There has been a revenue decline for the Portuguese bank and they would like to know what actions to take. After investigation, we found out that the root cause is that their clients are not depositing as frequently as before. Knowing that term deposits allow banks to hold onto a deposit for a specific amount of time, so banks can invest in higher gain financial products to make a profit. In addition, banks also hold better chance to persuade term deposit clients into buying other products such as funds or insurance to further increase their revenues.

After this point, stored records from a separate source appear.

impl SlotTable {
    pub(crate) fn new(owner: String, specs: Vec<SlotSpec>) -> Result<Self> {
        let mut slots: Vec<Slot> = Vec::with_capacity(specs.len());
        for spec in specs {
            if slots
                .iter()
                .any(|s| s.spec.kind == spec.kind && s.spec.name == spec.name)
            {
                return Err(SluiceError::SlotShape {
                    node: owner,
                    slot: spec.name,
                    cause: "duplicate slot name".to_string(),
                });
            }
            if spec.kind == SlotKind::Parameter && spec.default.is_none() {
                return Err(SluiceError::SlotShape {
                    node: owner,
                    slot: spec.name,
                    cause: "parameter without a default".to_string(),
                });
            }
            let cell = match spec.shape {
                SlotShape::Scalar => SlotCell::Scalar(spec.default.clone().unwrap_or(Value::Null)),
                SlotShape::List => SlotCell::List(Vec::new()),
            };
            slots.push(Slot { spec, cell });
        }
        Ok(Self { owner, slots })
    }

    /// The print name of the node owning this table.
    #[must_use]
    pub fn owner(&self) -> &str {
        &self.owner
    }

    /// Get the declaration of a slot, if any.
    #[must_use]
    pub fn spec(&self, kind: SlotKind, name: &str) -> Option<&SlotSpec> {
        self.slots
            .iter()
            .map(|s| &s.spec)
            .find(|s| s.kind == kind && s.name == name)
    }

    /// Check whether a slot of the given kind and base name exists.
    #[must_use]
    pub fn contains(&self, kind: SlotKind, name: &str) -> bool {
        self.spec(kind, name).is_some()
    }

    /// All slot declarations, in declaration order.
    pub fn specs(&self) -> impl Iterator<Item = &SlotSpec> {
        self.slots.iter().map(|s| &s.spec)
    }

    // ------------------------------------------------------------------
    // Inputs
    // ------------------------------------------------------------------

    /// Borrow read of a scalar input.
    pub fn input(&self, name: &str) -> Result<&Value> {
        self.borrow(SlotKind::Input, name)
    }

    /// Clone read of a scalar input.
    pub fn input_value(&self, name: &str) -> Result<Value> {
        self.input(name).cloned()
    }

    /// Move read of a scalar input: leaves the empty cell behind.
    pub fn take_input(&mut self, name: &str) -> Result<Value> {
        self.take(SlotKind::Input, name)
    }

    /// Read a scalar input as f64 (integers widen).
    pub fn input_float(&self, name: &str) -> Result<f64> {
        let value = self.input(name)?;
        value
            .as_float()
            .ok_or_else(|| self.read_error(SlotKind::Input, name, value))
    }

    /// Borrow a scalar float-vector input.
    pub fn input_floats(&self, name: &str) -> Result<&[f64]> {
        let value = self.input(name)?;
        match value {
            Value::FloatVec(v) => Ok(v),
            other => Err(self.read_error(SlotKind::Input, name, other)),
        }
    }

    /// Move a scalar float-vector input out.
    pub fn take_input_floats(&mut self, name: &str) -> Result<Vec<f64>> {
        let taken = self.take_input(name)?;
        match taken {
            Value::FloatVec(v) => Ok(v),
            other => {
                let err = self.read_error(SlotKind::Input, name, &other);
                // The read failed; nothing moved.
                let _ = self.write(SlotKind::Input, name, other);
                Err(err)
            }
        }
    }

    /// Collect a list input of numeric elements, in arrival order.
    pub fn input_float_list(&self, name: &str) -> Result<Vec<f64>> {
        let seq = self.input_list(name)?;
        seq.iter()
            .map(|v| {
                v.as_float()
                    .ok_or_else(|| self.read_error(SlotKind::Input, name, v))
            })
            .collect()
    }

    /// Borrow read of a list input, in arrival order.
    pub fn input_list(&self, name: &str) -> Result<&[Value]> {
        let slot = self.slot(SlotKind::Input, name)?;
        match &slot.cell {
            SlotCell::List(seq) => Ok(seq),
            SlotCell::Scalar(_) => Err(self.shape_error(name, "is a scalar input, use input()")),
        }
    }

    /// Move read of a list input.
    pub fn take_input_list(&mut self, name: &str) -> Result<Vec<Value>> {
        let owner = self.owner.clone();
        let slot = self.slot_mut(SlotKind::Input, name)?;
        match &mut slot.cell {
            SlotCell::List(seq) => Ok(std::mem::take(seq)),
            SlotCell::Scalar(_) => Err(SluiceError::SlotShape {
                node: owner,
                slot: name.to_string(),
                cause: "is a scalar input, use take_input()".to_string(),
            }),
        }
    }

    /// Write an input, checking the value kind. Scalar inputs are
    /// replaced, list inputs append.
    pub fn set_input(&mut self, name: &str, value: impl Into<Value>) -> Result<()> {
        self.write(SlotKind::Input, name, value.into())
    }

    // ------------------------------------------------------------------
    // Outputs
    // ------------------------------------------------------------------

    /// Borrow read of an output.
    pub fn output(&self, name: &str) -> Result<&Value> {
        self.borrow(SlotKind::Output, name)
    }

    /// Clone read of an output.
    pub fn output_value(&self, name: &str) -> Result<Value> {
        self.output(name).cloned()
    }

    /// Move read of an output.
    pub fn take_output(&mut self, name: &str) -> Result<Value> {
        self.take(SlotKind::Output, name)
    }

    /// Read an output as f64.
    pub fn output_float(&self, name: &str) -> Result<f64> {
        let value = self.output(name)?;
        value
            .as_float()
            .ok_or_else(|| self.read_error(SlotKind::Output, name, value))
    }

    /// Borrow an output float vector.
    pub fn output_floats(&self, name: &str) -> Result<&[f64]> {
        let value = self.output(name)?;
        match value {
            Value::FloatVec(v) => Ok(v),
            other => Err(self.read_error(SlotKind::Output, name, other)),
        }
    }

    /// Write an output, checking the value kind.
    pub fn set_output(&mut self, name: &str, value: impl Into<Value>) -> Result<()> {
        self.write(SlotKind::Output, name, value.into())
    }

    // ------------------------------------------------------------------
    // Parameters
    // ------------------------------------------------------------------

    /// Borrow read of a parameter.
    pub fn param(&self, name: &str) -> Result<&Value> {
        self.borrow(SlotKind::Parameter, name)
    }

    /// Read a parameter as bool.
    pub fn param_bool(&self, name: &str) -> Result<bool> {
        let value = self.param(name)?;
        value
            .as_bool()
            .ok_or_else(|| self.read_error(SlotKind::Parameter, name, value))
    }

    /// Read a parameter as i64.
    pub fn param_int(&self, name: &str) -> Result<i64> {
        let value = self.param(name)?;
        value
            .as_int()
            .ok_or_else(|| self.read_error(SlotKind::Parameter, name, value))
    }

    /// Read a parameter as f64 (integers widen).
    pub fn param_float(&self, name: &str) -> Result<f64> {
        let value = self.param(name)?;
        value
            .as_float()
            .ok_or_else(|| self.read_error(SlotKind::Parameter, name, value))
    }

    /// Borrow a parameter float vector.
    pub fn param_floats(&self, name: &str) -> Result<&[f64]> {
        let value = self.param(name)?;
        match value {
            Value::FloatVec(v) => Ok(v),
            other => Err(self.read_error(SlotKind::Parameter, name, other)),
        }
    }

    /// Write a parameter, checking the value kind.
    pub fn set_param(&mut self, name: &str, value: impl Into<Value>) -> Result<()> {
        self.write(SlotKind::Parameter, name, value.into())
    }

    // ------------------------------------------------------------------
    // Engine-facing operations
    // ------------------------------------------------------------------

    /// Reset every input slot to the empty state.
    pub fn clear_inputs(&mut self) {
        for slot in &mut self.slots {
            if slot.spec.kind == SlotKind::Input {
                match &mut slot.cell {
                    SlotCell::Scalar(cell) => *cell = Value::Null,
                    SlotCell::List(seq) => seq.clear(),
                }
            }
        }
    }

    /// Write a named value the way external writers do: to the parameter
    /// and/or input slot with that base name, whichever exist.
    ///
    /// Returns `Ok(false)` when neither exists; a kind mismatch on any
    /// matching slot is an error.
    pub(crate) fn write_named(&mut self, name: &str, value: Value) -> Result<bool> {
        let targets: Vec<SlotKind> = [SlotKind::Parameter, SlotKind::Input]
            .into_iter()
            .filter(|&kind| self.contains(kind, name))
            .collect();
        match targets.as_slice() {
            [] => Ok(false),
            [kind] => {
                self.write(*kind, name, value)?;
                Ok(true)
            }
            many => {
                for kind in many {
                    self.write(*kind, name, value.clone())?;
                }
                Ok(true)
            }
        }
    }

    /// Base names of the slots that cross edges on completion: outputs
    /// and parameters.
    pub(crate) fn propagation_sources(&self) -> Vec<(String, SlotKind)> {
        self.slots
            .iter()
            .filter(|s| matches!(s.spec.kind, SlotKind::Output | SlotKind::Parameter))
            .map(|s| (s.spec.name.clone(), s.spec.kind))
            .collect()
    }

    /// Read a slot for an edge transfer. `None` when the cell is empty.
    /// With `take`, the value moves out instead of being cloned.
    pub(crate) fn read_for_transfer(
        &mut self,
        kind: SlotKind,
        name: &str,
        take: bool,
    ) -> Option<Value> {
        let slot = self
            .slots
            .iter_mut()
            .find(|s| s.spec.kind == kind && s.spec.name == name)?;
        match &mut slot.cell {
            SlotCell::Scalar(cell) if !cell.is_null() => {
                if take {
                    Some(std::mem::take(cell))
                } else {
                    Some(cell.clone())
                }
            }
            _ => None,
        }
    }

    /// Check whether a transfer target (input or parameter) with the
    /// given base name exists.
    pub(crate) fn has_transfer_target(&self, name: &str) -> bool {
        self.contains(SlotKind::Input, name) || self.contains(SlotKind::Parameter, name)
    }

    // ------------------------------------------------------------------
    // Internals
    // ------------------------------------------------------------------

    fn slot(&self, kind: SlotKind, name: &str) -> Result<&Slot> {
        self.slots
            .iter()
            .find(|s| s.spec.kind == kind && s.spec.name == name)
            .ok_or_else(|| SluiceError::SlotNotFound {
                node: self.owner.clone(),
                slot: name.to_string(),
            })
    }

    fn slot_mut(&mut self, kind: SlotKind, name: &str) -> Result<&mut Slot> {
        let owner = &self.owner;
        self.slots
            .iter_mut()
            .find(|s| s.spec.kind == kind && s.spec.name == name)
            .ok_or_else(|| SluiceError::SlotNotFound {
                node: owner.clone(),
                slot: name.to_string(),
            })
    }

    fn borrow(&self, kind: SlotKind, name: &str) -> Result<&Value> {
        let slot = self.slot(kind, name)?;
        match &slot.cell {
            SlotCell::Scalar(cell) => Ok(cell),
            SlotCell::List(_) => Err(self.shape_error(name, "is a list slot, use input_list()")),
        }
    }

    fn take(&mut self, kind: SlotKind, name: &str) -> Result<Value> {
        let owner = self.owner.clone();
        let slot = self.slot_mut(kind, name)?;
        match &mut slot.cell {
            SlotCell::Scalar(cell) => Ok(std::mem::take(cell)),
            SlotCell::List(_) => Err(SluiceError::SlotShape {
                node: owner,
                slot: name.to_string(),
                cause: "is a list slot, use take_input_list()".to_string(),
            }),
        }
    }

    fn write(&mut self, kind: SlotKind, name: &str, value: Value) -> Result<()> {
        let owner = self.owner.clone();
        let slot = self.slot_mut(kind, name)?;
        if !value.is_null() && value.kind() != slot.spec.value_kind {
            return Err(SluiceError::SlotType {
                node: owner,
                slot: name.to_string(),
                expected: slot.spec.value_kind,
                actual: value.kind(),
            });
        }
        match &mut slot.cell {
            SlotCell::Scalar(cell) => *cell = value,
            SlotCell::List(seq) => {
                if value.is_null() {
                    seq.clear();
                } else {
                    seq.push(value);
                }
            }
        }
        Ok(())
    }

    fn read_error(&self, kind: SlotKind, name: &str, value: &Value) -> SluiceError {
        if value.is_null() {
            SluiceError::MissingInput {
                node: self.owner.clone(),
                slot: name.to_string(),
            }
        } else {
            SluiceError::SlotType {
                node: self.owner.clone(),
                slot: name.to_string(),
                expected: self
                    .spec(kind, name)
                    .map(|s| s.value_kind)
                    .unwrap_or(ValueKind::Null),
                actual: value.kind(),
            }
        }
    }

    fn shape_error(&self, name: &str, cause: &str) -> SluiceError {
        SluiceError::SlotShape {
            node: self.owner.clone(),
            slot: name.to_string(),
            cause: cause.to_string(),
        }
    }
}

As a result, the Portuguese bank would like to identify existing clients that have higher chance to subscribe for a term deposit and focus marketing effort on such clients.


* The task is to build a POC for the problem

* The data is related with direct marketing campaigns of a Portuguese banking institution. 

* The marketing campaigns were based on phone calls. 

* Often, more than one contact to the same client was required, in order to access if the product (bank term deposit) would be ('yes') or not ('no') subscribed. 

## _Attributes Information_


### _Bank client data:_
1 - age (numeric)

2 - job : type of job 
(categorical: 'admin.','blue-collar','entrepreneur','housemaid','management','retired','self-employed','services','student','technician','unemployed','unknown')

3 - marital : marital status 
(categorical: 'divorced','married','single','unknown'; note: 'divorced' means divorced or widowed)

4 - education (categorical:'basic.4y','basic.6y','basic.9y','high.school','illiterate','professional.course','university.degree','unknown')

5 - default: has credit in default? (categorical: 'no','yes','unknown')

6 - housing: has housing loan? (categorical: 'no','yes','unknown')

7 - loan: has personal loan? (categorical: 'no','yes','unknown')

### _Data Related to the last contact of the current campaign:_
8 - contact: contact communication type (categorical: 'cellular','telephone') 

9 - month: last contact month of year 
(categorical: 'jan', 'feb', 'mar', ..., 'nov', 'dec')

10 - day_of_week: last contact day of the week 
(categorical: 'mon','tue','wed','thu','fri')

11 - duration: last contact duration, in seconds (numeric). 
Important note: this attribute highly affects the output target (e.g., if duration=0 then y='no'). Yet, the duration is not known before a call is performed. Also, after the end of the call y is obviously known. Thus, this input should only be included for benchmark purposes and should be discarded if the intention is to have a realistic predictive model.

### _Other attributes:_

12 - campaign: number of contacts performed during this campaign and for this client 
(numeric, includes last contact)

13 - pdays: number of days that passed by after the client was last contacted from a previous campaign 
(numeric; 999 means client was not previously contacted)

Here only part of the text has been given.